John Dee fue
el más famoso alquimista inglés de todos los tiempos, vivió en la época de la
reina Isabel I, y era un asiduo a la Corte inglesa, donde era conocido y respetado
por sus conocimientos en todos los ámbitos, del diplomático y político al
esotérico. Su nombre clave por el que era conocido en los círculos más internos
era 007, y su lema “al servicio de su majestad”.
En la
segunda mitad del siglo pasado un novelista escocés llamado Ian Fleming, que
pertenecía a la Hermandad de los Rosacruces que fundó tres siglos antes el
propio Dee, se inspiró en él para crear un personaje de ficción, el famoso
James Bond, agente “007”, novelas que dieron lugar a entretenidas películas de
las que todos hemos podido disfrutar.

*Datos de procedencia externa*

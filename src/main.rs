mod app;
mod commands;
mod components;
mod format;
mod pages;
mod theme;

use app::App;

fn main() {
    leptos::mount::mount_to_body(App);
}
use chrono::{DateTime, Utc};
use serde::{Deserialize, Serialize};

use crate::inference::Prediction;

/// One completed prediction, as kept in the history log.
///
/// Symptom labels and predictions are snapshots taken when the entry was
/// recorded; later catalog or rule changes do not affect them. There is no
/// public constructor: entries come from the session recorder, from storage,
/// or from the remote service.
#[derive(Debug, Clone, PartialEq, Serialize, Deserialize)]
pub struct HistoryEntry {
    id: String,
    date: DateTime<Utc>,
    symptoms: Vec<String>,
    predictions: Vec<Prediction>,
}

impl HistoryEntry {
    pub(crate) fn new(
        id: String,
        date: DateTime<Utc>,
        symptoms: Vec<String>,
        predictions: Vec<Prediction>,
    ) -> Self {
        Self {
            id,
            date,
            symptoms,
            predictions,
        }
    }

    pub fn id(&self) -> &str {
        &self.id
    }

    pub fn date(&self) -> DateTime<Utc> {
        self.date
    }

    /// Symptom labels in selection order.
    pub fn symptoms(&self) -> &[String] {
        &self.symptoms
    }

    pub fn predictions(&self) -> &[Prediction] {
        &self.predictions
    }

    /// The id as epoch milliseconds, for ids minted by the recorder.
    pub fn id_millis(&self) -> Option<i64> {
        self.id.parse().ok()
    }
}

El escocés Sean Connery, el inglés Roger
Moore, el galés Timothy Dalton y el
irlandés Pearce Brosnan han dado vida sucesivamente a este agente especial, que
en cierta manera encarnaba la virtud del heroísmo y del servicio a su país por
encima de cualquier otra consideración (personal o sentimental).
La llegada
de Daniel Craig al papel de James Bond, supone claramente una “bajada de nivel”

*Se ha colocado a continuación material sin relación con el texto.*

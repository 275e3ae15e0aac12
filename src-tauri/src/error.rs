use thiserror::Error;

#[derive(Debug, Error)]
pub enum MediPredictError {
    #[error("Validation error: {0}")]
    Validation(String),

    #[error("A prediction is already being analyzed")]
    Busy,

    #[error("Prediction result is stale (generation {0})")]
    Stale(u64),

    #[error("Storage error: {0}")]
    Storage(String),

    #[error("Remote service error: {0}")]
    Remote(String),

    #[error("Authentication required")]
    Unauthenticated,

    #[error("Config error: {0}")]
    Config(String),

    #[error("Rules error: {0}")]
    Rules(String),
}

impl MediPredictError {
    /// True for failures the user caused and can fix by changing input.
    pub fn is_validation(&self) -> bool {
        matches!(self, Self::Validation(_) | Self::Busy)
    }
}

impl From<MediPredictError> for String {
    fn from(err: MediPredictError) -> Self {
        err.to_string()
    }
}

pub type Result<T, E = MediPredictError> = std::result::Result<T, E>;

del personaje, donde ya el sentimentalismo y los problemas personales interfieren
en algunas de sus decisiones y actuaciones.
Pero ahora
se da el paso definitivo en su destrucción, 007 dejará de ser un “varón, blanco
y heterosexual”, el objetivo a destruir por la elite mediática, y se convierte
en una mujer de color (de color negro, las cosas como son), que
presumiblemente, en la próxima o en sucesivas películas tendrá una relación
lésbica con Moneypenny (entiéndase el simbolismo. El personaje en
sí no importa, pero sí la intención con la que se hace este cambio: se trata de
destruir cualquier referencia de heroísmo y patriotismo encarnada por hombres
blancos.
Todo se
diluye, todo se destruye, todo se oscurece.